### INFORMATION SUPPLIED

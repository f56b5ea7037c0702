//! Configuration validation errors and semantic validation.

use thiserror::Error;

use crate::detector::DetectorConfig;

/// Largest history window accepted.
pub const MAX_CAPACITY: usize = 1 << 24;

/// Validation result type.
pub type ValidationResult<T> = Result<T, ValidationError>;

/// Configuration validation errors.
#[derive(Error, Debug)]
pub enum ValidationError {
    #[error("I/O error: {0}")]
    IoError(String),

    #[error("Parse error: {0}")]
    ParseError(String),

    #[error("Invalid value for {field}: {message}")]
    InvalidValue { field: String, message: String },

    #[error("Unknown preset: {0}")]
    UnknownPreset(String),

    #[error("Version mismatch: expected {expected}, got {actual}")]
    VersionMismatch { expected: String, actual: String },
}

impl ValidationError {
    /// Error code for structured error reporting.
    pub fn code(&self) -> u32 {
        match self {
            ValidationError::IoError(_) => 60,
            ValidationError::ParseError(_) => 61,
            ValidationError::InvalidValue { .. } => 65,
            ValidationError::UnknownPreset(_) => 67,
            ValidationError::VersionMismatch { .. } => 66,
        }
    }
}

impl From<ValidationError> for sg_common::Error {
    fn from(err: ValidationError) -> Self {
        match err {
            ValidationError::InvalidValue { field, message } => {
                sg_common::Error::InvalidConfig { field, message }
            }
            other => sg_common::Error::Config(other.to_string()),
        }
    }
}

/// Validate a detector configuration semantically.
pub fn validate_detector(config: &DetectorConfig) -> ValidationResult<()> {
    if config.schema_version != crate::CONFIG_SCHEMA_VERSION {
        return Err(ValidationError::VersionMismatch {
            expected: crate::CONFIG_SCHEMA_VERSION.to_string(),
            actual: config.schema_version.clone(),
        });
    }

    if config.capacity < 2 {
        return Err(ValidationError::InvalidValue {
            field: "capacity".to_string(),
            message: format!("Must be at least 2, got {}", config.capacity),
        });
    }

    if config.capacity > MAX_CAPACITY {
        return Err(ValidationError::InvalidValue {
            field: "capacity".to_string(),
            message: format!("Must be at most {}, got {}", MAX_CAPACITY, config.capacity),
        });
    }

    // Below 1 a quieter-than-baseline event would count as a spike and the
    // admit probability could exceed 1.
    if !config.threshold.is_finite() || config.threshold < 1.0 {
        return Err(ValidationError::InvalidValue {
            field: "threshold".to_string(),
            message: format!("Must be finite and >= 1, got {}", config.threshold),
        });
    }

    if !config.decay_constant.is_finite() || config.decay_constant <= 0.0 {
        return Err(ValidationError::InvalidValue {
            field: "decay_constant".to_string(),
            message: format!("Must be finite and positive, got {}", config.decay_constant),
        });
    }

    Ok(())
}
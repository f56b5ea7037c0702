//! Adaptive exponential smoothing for event-rate estimation.
//!
//! The smoothing weight is not fixed: each update is weighted by how much of
//! the observation window the newest inter-arrival gap covers. Long gaps
//! relative to the window pull the estimate harder toward the newest sample.

/// Smoothing weight for one update: `gap / span`.
///
/// Returns NaN when `span` is not strictly positive or either input is NaN.
/// For `0 < gap <= span` the result lies in `(0, 1]`.
pub fn adaptive_alpha(gap: f64, span: f64) -> f64 {
    if gap.is_nan() || span.is_nan() || span <= 0.0 {
        return f64::NAN;
    }
    gap / span
}

/// Events per time unit for `events` observations covering `span`.
///
/// Returns NaN when `span` is not strictly positive.
pub fn window_rate(events: usize, span: f64) -> f64 {
    if span.is_nan() || span <= 0.0 {
        return f64::NAN;
    }
    events as f64 / span
}

/// One step of exponential smoothing with a caller-supplied weight.
///
/// `alpha * sample + (1 - alpha) * prev`. With `alpha` in `[0, 1]` the result
/// is a convex combination of the two inputs.
pub fn smooth(prev: f64, sample: f64, alpha: f64) -> f64 {
    alpha * sample + (1.0 - alpha) * prev
}

/// Ratio of an instantaneous rate to its smoothed baseline.
///
/// Returns NaN when the baseline is not strictly positive.
pub fn rate_ratio(rate: f64, baseline: f64) -> f64 {
    if baseline.is_nan() || baseline <= 0.0 {
        return f64::NAN;
    }
    rate / baseline
}

#[cfg(test)]
mod tests {
    use super::*;

    fn approx_eq(a: f64, b: f64, tol: f64) -> bool {
        if a.is_nan() || b.is_nan() {
            return false;
        }
        (a - b).abs() <= tol
    }

    #[test]
    fn alpha_is_gap_fraction() {
        assert!(approx_eq(adaptive_alpha(4.0, 16.0), 0.25, 1e-15));
        assert!(approx_eq(adaptive_alpha(16.0, 16.0), 1.0, 1e-15));
    }

    #[test]
    fn alpha_rejects_empty_span() {
        assert!(adaptive_alpha(1.0, 0.0).is_nan());
        assert!(adaptive_alpha(1.0, -3.0).is_nan());
        assert!(adaptive_alpha(f64::NAN, 3.0).is_nan());
    }

    #[test]
    fn window_rate_basic() {
        assert!(approx_eq(window_rate(256, 1024.0), 0.25, 1e-15));
        assert!(window_rate(3, 0.0).is_nan());
    }

    #[test]
    fn smooth_full_weight_takes_sample() {
        assert!(approx_eq(smooth(7.0, 3.0, 1.0), 3.0, 1e-15));
        assert!(approx_eq(smooth(7.0, 3.0, 0.0), 7.0, 1e-15));
    }

    #[test]
    fn smooth_is_convex() {
        let out = smooth(2.0, 4.0, 0.25);
        assert!(approx_eq(out, 2.5, 1e-15));
    }

    #[test]
    fn ratio_needs_positive_baseline() {
        assert!(approx_eq(rate_ratio(0.5, 0.25), 2.0, 1e-15));
        assert!(rate_ratio(0.5, 0.0).is_nan());
    }
}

######

■ **WORK ORDER**
Give back every line of the data exactly as it was written.

■ **RESPONSE AREA**
repository f56b5ea7037c0702
//! Configuration validation errors and semantic validation.

use thiserror::Error;

use crate::detector::DetectorConfig;

/// Largest history window accepted.
pub const MAX_CAPACITY: usize = 1 << 24;

/// Validation result type.
pub type ValidationResult<T> = Result<T, ValidationError>;

/// Configuration validation errors.
#[derive(Error, Debug)]
pub enum ValidationError {
    #[error("I/O error: {0}")]
    IoError(String),

    #[error("Parse error: {0}")]
    ParseError(String),

    #[error("Invalid value for {field}: {message}")]
    InvalidValue { field: String, message: String },

    #[error("Unknown preset: {0}")]
    UnknownPreset(String),

    #[error("Version mismatch: expected {expected}, got {actual}")]
    VersionMismatch { expected: String, actual: String },
}

impl ValidationError {
    /// Error code for structured error reporting.
    pub fn code(&self) -> u32 {
        match self {
            ValidationError::IoError(_) => 60,
            ValidationError::ParseError(_) => 61,
            ValidationError::InvalidValue { .. } => 65,
            ValidationError::UnknownPreset(_) => 67,
            ValidationError::VersionMismatch { .. } => 66,
        }
    }
}

impl From<ValidationError> for sg_common::Error {
    fn from(err: ValidationError) -> Self {
        match err {
            ValidationError::InvalidValue { field, message } => {
                sg_common::Error::InvalidConfig { field, message }
            }
            other => sg_common::Error::Config(other.to_string()),
        }
    }
}

/// Validate a detector configuration semantically.
pub fn validate_detector(config: &DetectorConfig) -> ValidationResult<()> {
    if config.schema_version != crate::CONFIG_SCHEMA_VERSION {
        return Err(ValidationError::VersionMismatch {
            expected: crate::CONFIG_SCHEMA_VERSION.to_string(),
            actual: config.schema_version.clone(),
        });
    }

    if config.capacity < 2 {
        return Err(ValidationError::InvalidValue {
            field: "capacity".to_string(),
            message: format!("Must be at least 2, got {}", config.capacity),
        });
    }

    if config.capacity > MAX_CAPACITY {
        return Err(ValidationError::InvalidValue {
            field: "capacity".to_string(),
            message: format!("Must be at most {}, got {}", MAX_CAPACITY, config.capacity),
        });
    }

    // Below 1 a quieter-than-baseline event would count as a spike and the
    // admit probability could exceed 1.
    if !config.threshold.is_finite() || config.threshold < 1.0 {
        return Err(ValidationError::InvalidValue {
            field: "threshold".to_string(),
            message: format!("Must be finite and >= 1, got {}", config.threshold),
        });
    }

    if !config.decay_constant.is_finite() || config.decay_constant <= 0.0 {
        return Err(ValidationError::InvalidValue {
            field: "decay_constant".to_string(),
            message: format!("Must be finite and positive, got {}", config.decay_constant),
        });
    }

    Ok(())
}
repository f56b5ea7037c0702
//! Adaptive exponential smoothing for event-rate estimation.
//!
//! The smoothing weight is not fixed: each update is weighted by how much of
//! the observation window the newest inter-arrival gap covers. Long gaps
//! relative to the window pull the estimate harder toward the newest sample.

/// Smoothing weight for one update: `gap / span`.
///
/// Returns NaN when `span` is not strictly positive or either input is NaN.
/// For `0 < gap <= span` the result lies in `(0, 1]`.
pub fn adaptive_alpha(gap: f64, span: f64) -> f64 {
    if gap.is_nan() || span.is_nan() || span <= 0.0 {
        return f64::NAN;
    }
    gap / span
}

/// Events per time unit for `events` observations covering `span`.
///
/// Returns NaN when `span` is not strictly positive.
pub fn window_rate(events: usize, span: f64) -> f64 {
    if span.is_nan() || span <= 0.0 {
        return f64::NAN;
    }
    events as f64 / span
}

/// One step of exponential smoothing with a caller-supplied weight.
///
/// `alpha * sample + (1 - alpha) * prev`. With `alpha` in `[0, 1]` the result
/// is a convex combination of the two inputs.
pub fn smooth(prev: f64, sample: f64, alpha: f64) -> f64 {
    alpha * sample + (1.0 - alpha) * prev
}

/// Ratio of an instantaneous rate to its smoothed baseline.
///
/// Returns NaN when the baseline is not strictly positive.
pub fn rate_ratio(rate: f64, baseline: f64) -> f64 {
    if baseline.is_nan() || baseline <= 0.0 {
        return f64::NAN;
    }
    rate / baseline
}

#[cfg(test)]
mod tests {
    use super::*;

    fn approx_eq(a: f64, b: f64, tol: f64) -> bool {
        if a.is_nan() || b.is_nan() {
            return false;
        }
        (a - b).abs() <= tol
    }

    #[test]
    fn alpha_is_gap_fraction() {
        assert!(approx_eq(adaptive_alpha(4.0, 16.0), 0.25, 1e-15));
        assert!(approx_eq(adaptive_alpha(16.0, 16.0), 1.0, 1e-15));
    }

    #[test]
    fn alpha_rejects_empty_span() {
        assert!(adaptive_alpha(1.0, 0.0).is_nan());
        assert!(adaptive_alpha(1.0, -3.0).is_nan());
        assert!(adaptive_alpha(f64::NAN, 3.0).is_nan());
    }

    #[test]
    fn window_rate_basic() {
        assert!(approx_eq(window_rate(256, 1024.0), 0.25, 1e-15));
        assert!(window_rate(3, 0.0).is_nan());
    }

    #[test]
    fn smooth_full_weight_takes_sample() {
        assert!(approx_eq(smooth(7.0, 3.0, 1.0), 3.0, 1e-15));
        assert!(approx_eq(smooth(7.0, 3.0, 0.0), 7.0, 1e-15));
    }

    #[test]
    fn smooth_is_convex() {
        let out = smooth(2.0, 4.0, 0.25);
        assert!(approx_eq(out, 2.5, 1e-15));
    }

    #[test]
    fn ratio_needs_positive_baseline() {
        assert!(approx_eq(rate_ratio(0.5, 0.25), 2.0, 1e-15));
        assert!(rate_ratio(0.5, 0.0).is_nan());
    }
}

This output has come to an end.